The photographs in the exhibition tend to be from early in musicians' careers. They are all also, if you will, civilian pictures: We don't see the subjects in performance. The musicians are more human this way, more natural, more like us (if that last term can be said to apply to a George Clinton or Iggy Pop).
The collector clearly has eclectic musical tastes. There are also photographs of Frank Sinatra, Tony Bennett, lots of jazz musicians, and Edith Piaf.
The Beatles get an entire wall. So do the Rolling Stones. The Who share one with Led Zeppelin. Dylan gets three half-walls. There's also a Kramer picture of Dylan and Johnny Cash showing them backstage in 1965. The image touchingly conveys the men's friendship. No doubt it's been set apart from the other Dylan pictures because, for once, he doesn't look like a jerk.
In fairness to Dylan, one man's jerkiness is another's inscrutability. Except in that Cash picture, he doesn't give an inch to the camera - which makes him all but irresistible to it. Conversely, Madonna and Debbie Harry (seven pictures each) all but offer to polish the lens for the photographer.
Just because someone loves the camera, doesn't mean the camera loves that someone back. It's not unlike the microphone that way. The camera feasts on Cash and Patti Smith (four pictures each) Conversely, Janis Joplin (four) and Eric Clapton (three) barely seem to make it out of the darkroom.
There are a few famous photographs here. In Alfred Wertheimer's wildly lubricious 1956 picture of Elvis, he goes tongue to tongue, as it were, with a member of the opposite sex. Or there's Harry Benson's shot of Cassius Clay (as he then was) mugging with the Beatles in Miami while in training for the first Liston title fight.

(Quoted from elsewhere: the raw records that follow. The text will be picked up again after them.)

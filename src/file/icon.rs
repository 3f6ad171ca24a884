//! Extension-based file classification.

/// Glyph used for extensions not in the table.
pub const DEFAULT_ICON: &str = "📄";

/// Broad category of a file, derived from its extension.
#[derive(Debug, Clone, Copy, PartialEq, Eq)]
pub enum FileKind {
    Pdf,
    Document,
    Text,
    Spreadsheet,
    Presentation,
    Image,
    Archive,
    Audio,
    Video,
    Python,
    JavaScript,
    Html,
    Css,
    Java,
    Native,
    Php,
    Ruby,
    Go,
    Rust,
    TypeScript,
    Data,
    Markdown,
    Other,
}

impl FileKind {
    /// Classify a lower- or mixed-case extension without the leading dot.
    pub fn from_extension(extension: &str) -> Self {
        match extension.to_lowercase().as_str() {
            "pdf" => FileKind::Pdf,
            "doc" | "docx" | "odt" => FileKind::Document,
            "txt" | "rtf" => FileKind::Text,
            "xls" | "xlsx" | "ods" | "csv" => FileKind::Spreadsheet,
            "ppt" | "pptx" | "odp" => FileKind::Presentation,
            "jpg" | "jpeg" | "png" | "gif" | "bmp" | "svg" | "ico" | "webp" => FileKind::Image,
            "zip" | "rar" | "7z" | "tar" | "gz" | "bz2" => FileKind::Archive,
            "mp3" | "wav" | "ogg" | "flac" | "aac" | "m4a" => FileKind::Audio,
            "mp4" | "avi" | "mov" | "mkv" | "flv" | "wmv" | "webm" => FileKind::Video,
            "py" => FileKind::Python,
            "js" => FileKind::JavaScript,
            "html" => FileKind::Html,
            "css" => FileKind::Css,
            "java" => FileKind::Java,
            "c" | "cpp" => FileKind::Native,
            "php" => FileKind::Php,
            "rb" => FileKind::Ruby,
            "go" => FileKind::Go,
            "rs" => FileKind::Rust,
            "ts" => FileKind::TypeScript,
            "json" | "xml" | "yaml" | "log" => FileKind::Data,
            "md" => FileKind::Markdown,
            _ => FileKind::Other,
        }
    }

    /// Display glyph for this kind.
    pub fn icon(self) -> &'static str {
        match self {
            FileKind::Pdf | FileKind::Other => DEFAULT_ICON,
            FileKind::Document | FileKind::Markdown => "📝",
            FileKind::Text => "📃",
            FileKind::Spreadsheet => "📊",
            FileKind::Presentation => "📽️",
            FileKind::Image => "🖼️",
            FileKind::Archive => "🗜️",
            FileKind::Audio => "🎵",
            FileKind::Video => "🎬",
            FileKind::Python => "🐍",
            FileKind::JavaScript => "💛",
            FileKind::Html => "🌐",
            FileKind::Css => "🎨",
            FileKind::Java => "☕",
            FileKind::Native => "⚙️",
            FileKind::Php => "🐘",
            FileKind::Ruby => "💎",
            FileKind::Go | FileKind::TypeScript => "🔷",
            FileKind::Rust => "🦀",
            FileKind::Data => "📋",
        }
    }
}

/// Glyph for a file extension (without the dot), case-insensitive.
///
/// # Examples
///
/// ```
/// use docportal::file::classify_icon;
///
/// assert_eq!(classify_icon("PNG"), "🖼️");
/// assert_eq!(classify_icon("unknown"), "📄");
/// ```
pub fn classify_icon(extension: &str) -> &'static str {
    FileKind::from_extension(extension).icon()
}

/// Extension of a filename as used for classification (empty when none).
pub fn extension_of(filename: &str) -> &str {
    filename.rsplit_once('.').map(|(_, ext)| ext).unwrap_or("")
}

Most of the pictures, though, will be familiar only to aficionados - and even they might find themselves surprised. Marianne Faithful still wore knee socks in 1964. Brian Jones was more photogenic than Mick Jagger (honest). James Brown in repose - playing the piano, in Laura Levine's 1984 profile shot - could be more compelling than James Brown doing a split (in his driveway, no less, as recorded by Benson in 1979). David Bowie's favorite actress in the mid-'70s had to have been Glenda Jackson. Forget the outfits and cosmetics - it's the attitude and eyes. Levine's 1982 portrait suggests that if anyone makes "The Boy George Story" Joan Cusack should be a lock for the lead.
Maybe Cusack's brother John could do a cameo reprise of his "High Fidelity" role. You can bet that Rob, the rock-purist character Cusack plays, would find lots to complain about in "Backstage Pass" - and that he'd come back to see it at least twice.